The second is Defendants' Motion for a New Trial (the “Rule 59 Motion”), filed on February 12, 2024. (Docket No. 347). Plaintiffs filed an Opposition on February 26, 2024. (Docket No. 351). Defendants filed a Reply on March 4, 2024. (Docket No. 353). Defendants also filed a Request for Judicial Notice (“RJN”). (Docket No. 353-1).

The Court has read and considered the papers on the motions and held a hearing on March 18, 2024.

For the reasons discussed below, the Court rules as follows:

• The Rule 59 Motion is DENIED. The Court did not err in instructing the jury on any of the grounds asserted by Defendants.

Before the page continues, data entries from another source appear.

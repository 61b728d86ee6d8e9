// MirrorRegistry - node-local copies of self-opened auctions
//
// A bidder mirrors only the auctions it opened itself. The mirror
// backs two local guards (no self-bids, no closing someone else's
// auction) and accumulates bids arriving via broadcast so a local
// close can compute the winner without asking the host.
//
// Mirrored state is only as fresh as the broadcasts that reached this
// node; under partial broadcast failure it may diverge from the host's
// table permanently. That weakness is part of the design, not patched
// here with extra consensus.

use crate::auction::model::{winning_bid, Amount, Auction, AuctionId, Bid, Winner};
use crate::auction::AuctionError;
use crate::identity::PeerId;
use std::collections::HashMap;
use tracing::debug;

/// Mirrored auction metadata for auctions this node opened
#[derive(Default)]
pub struct MirrorRegistry {
    auctions: HashMap<AuctionId, Auction>,
}

impl MirrorRegistry {
    pub fn new() -> Self {
        Self::default()
    }

    /// Mirror a locally opened auction. Same validation and overwrite
    /// semantics as the host registry.
    pub fn open(
        &mut self,
        id: AuctionId,
        item: impl Into<String>,
        starting_price: Amount,
    ) -> Result<(), AuctionError> {
        if starting_price == 0 {
            return Err(AuctionError::InvalidStartingPrice(
                starting_price.to_string(),
            ));
        }
        self.auctions
            .insert(id, Auction::new(item.into(), starting_price));
        Ok(())
    }

    /// Whether this node opened the given auction
    pub fn owns(&self, id: &AuctionId) -> bool {
        self.auctions.contains_key(id)
    }

    /// Refuse a bid on an auction this node opened. Checked before any
    /// remote call is issued.
    pub fn guard_bid(&self, id: &AuctionId) -> Result<(), AuctionError> {
        if self.owns(id) {
            return Err(AuctionError::SelfAuction(id.clone()));
        }
        Ok(())
    }

    /// Record a bid relayed by broadcast, if the auction is mirrored
    /// here. Bids for auctions other nodes opened are not tracked.
    pub fn record_bid(
        &mut self,
        id: &AuctionId,
        bidder: PeerId,
        amount: Amount,
    ) -> Result<(), AuctionError> {
        let auction = self
            .auctions
            .get_mut(id)
            .ok_or_else(|| AuctionError::NotFound(id.clone()))?;

        debug!(auction = %id, %bidder, amount, "mirrored bid recorded");
        auction.bids.push(Bid { bidder, amount });
        Ok(())
    }

    /// Close a locally owned auction: compute the winner over the
    /// mirrored bid list and drop the entry. Closing an auction this
    /// node did not open is a self-auction violation.
    pub fn close(&mut self, id: &AuctionId) -> Result<Winner, AuctionError> {
        let auction = self
            .auctions
            .remove(id)
            .ok_or_else(|| AuctionError::SelfAuction(id.clone()))?;

        Ok(winning_bid(&auction.bids))
    }

    pub fn len(&self) -> usize {
        self.auctions.len()
    }

    pub fn is_empty(&self) -> bool {
        self.auctions.is_empty()
    }
}

#[cfg(test)]
mod tests {
    use super::*;
    use crate::identity::Keypair;

    fn peer(n: u8) -> PeerId {
        Keypair::from_seed(&[n; 32]).peer_id()
    }

    #[test]
    fn test_self_bid_guard() {
        let mut mirror = MirrorRegistry::new();
        let id = AuctionId::from("car");
        mirror.open(id.clone(), "Fiat Panda", 100).unwrap();

        let result = mirror.guard_bid(&id);
        assert!(matches!(result, Err(AuctionError::SelfAuction(_))));

        // Bidding on someone else's auction is fine locally
        mirror.guard_bid(&AuctionId::from("boat")).unwrap();
    }

    #[test]
    fn test_foreign_close_refused() {
        let mut mirror = MirrorRegistry::new();
        let result = mirror.close(&AuctionId::from("car"));
        assert!(matches!(result, Err(AuctionError::SelfAuction(_))));
    }

    #[test]
    fn test_local_close_uses_mirrored_bids() {
        let mut mirror = MirrorRegistry::new();
        let id = AuctionId::from("car");
        mirror.open(id.clone(), "Fiat Panda", 100).unwrap();
        mirror.record_bid(&id, peer(1), 120).unwrap();
        mirror.record_bid(&id, peer(2), 150).unwrap();

        let winner = mirror.close(&id).unwrap();
        assert_eq!(winner.bidder, Some(peer(2)));
        assert_eq!(winner.amount, 150);
        assert!(!mirror.owns(&id));
    }

    #[test]
    fn test_record_bid_for_unmirrored_auction() {
        let mut mirror = MirrorRegistry::new();
        let result = mirror.record_bid(&AuctionId::from("ghost"), peer(1), 10);
        assert!(matches!(result, Err(AuctionError::NotFound(_))));
    }
}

• The Injunction Motion is GRANTED in part. Based on the jury's verdict and the Court's consideration of the equitable factors, injunctive relief is warranted. However, the Court declines to enter an injunction requiring Defendants to fairly allocate limited quantities of Clear Eyes Redness Relief brand eye drops (“Clear Eyes”) as doing so would lack a reasonable relation to the unlawful practices found by the jury.

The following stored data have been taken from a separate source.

// Peer identity - Ed25519 keypairs and the PeerId directory key
//
// A PeerId is the raw 32-byte public key. It doubles as the network
// address handed to the transport and as the key peers are stored
// under in the directory. Two identities are equal iff their byte
// encodings are equal.

use ed25519_dalek::SigningKey;
use serde::{Deserialize, Serialize};
use std::fmt;
use thiserror::Error;

#[derive(Error, Debug)]
pub enum KeypairError {
    #[error("invalid key length: expected {expected}, got {got}")]
    InvalidLength { expected: usize, got: usize },

    #[error("invalid hex encoding: {0}")]
    InvalidHex(String),
}

/// Public peer identity (32 bytes, hex-encoded for display)
#[derive(Clone, Copy, PartialEq, Eq, Hash, Serialize, Deserialize)]
pub struct PeerId([u8; 32]);

impl PeerId {
    /// Create from raw bytes
    pub fn from_bytes(bytes: [u8; 32]) -> Self {
        Self(bytes)
    }

    /// Get the raw bytes
    pub fn as_bytes(&self) -> &[u8; 32] {
        &self.0
    }

    /// Parse from a hex string
    pub fn from_hex(s: &str) -> Result<Self, KeypairError> {
        let bytes = hex::decode(s).map_err(|e| KeypairError::InvalidHex(e.to_string()))?;
        if bytes.len() != 32 {
            return Err(KeypairError::InvalidLength {
                expected: 32,
                got: bytes.len(),
            });
        }
        let mut arr = [0u8; 32];
        arr.copy_from_slice(&bytes);
        Ok(Self(arr))
    }

    /// Hex encoding of the full key
    pub fn to_hex(&self) -> String {
        hex::encode(self.0)
    }
}

impl fmt::Display for PeerId {
    fn fmt(&self, f: &mut fmt::Formatter<'_>) -> fmt::Result {
        // Short form for logs
        write!(f, "{}", hex::encode(&self.0[..8]))
    }
}

impl fmt::Debug for PeerId {
    fn fmt(&self, f: &mut fmt::Formatter<'_>) -> fmt::Result {
        write!(f, "PeerId({})", hex::encode(&self.0[..8]))
    }
}

/// Ed25519 keypair backing a node's network identity
#[derive(Clone)]
pub struct Keypair {
    signing_key: SigningKey,
}

impl Keypair {
    /// Derive a keypair from a 32-byte seed.
    ///
    /// Deterministic: the same seed yields the same PeerId, which is
    /// what keeps a node's identity stable across restarts.
    pub fn from_seed(seed: &[u8; 32]) -> Self {
        Self {
            signing_key: SigningKey::from_bytes(seed),
        }
    }

    /// The public identity derived from this keypair
    pub fn peer_id(&self) -> PeerId {
        PeerId(self.signing_key.verifying_key().to_bytes())
    }

    /// Secret seed bytes (for persistence)
    pub fn to_seed(&self) -> [u8; 32] {
        self.signing_key.to_bytes()
    }
}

This Order is filed contemporaneously with a separate findings of fact and conclusions of law (the “FF&CL”).

I. BACKGROUND

The parties are by now quite familiar with the factual background of this action, which is fully set forth in the MSJ Order (Docket No. 176) and, of course, was established at trial. Therefore, the Court will not repeat all of those facts here but incorporates by reference the factual and procedural background from the MSJ Order.

Plaintiffs are nine wholesale businesses that sell, among other products, Clear Eyes. Defendants Prestige Consumer Healthcare, Inc. (“Prestige”) and Medtech Products Inc. sell and distribute Clear Eyes.

On August 8, 2018, Plaintiffs filed this action against Defendants for unlawful price discrimination and unfair competition. According to Plaintiffs, Defendants was selling Clear Eyes at a lower price to Plaintiffs' competitors, such as Costco Wholesale Corporation and Sam's Club (the “Favored Purchasers”). The First Amended Complaint (“FAC”) alleged that Defendants violated (1) Section 2(a) of the Robinson-Patman Act (“RPA”), 15 U.S.C. § 13(a); (2) Section 2(d) of the RPA, 15 U.S.C. § 13(d); (3) the California's Unfair Practices Act (“UPA”), California Business & Professions Code section 17045; and (4) California's Unfair Competition Law (“UCL”), California Business & Professions Code section 17200. (FAC (Docket No. 10) ¶¶ 49-66).

Defendants denied these claims on various grounds, arguing that the lower prices they charged the Favored Purchasers were lawful under both federal and state law. Specifically, Defendants disputed that Plaintiffs and the Favored Purchasers were competitors, that they purchased the same product, and that the price differences had a reasonable probability of harming competition. Defendants also raised several affirmative defenses, arguing that the lower prices were justified.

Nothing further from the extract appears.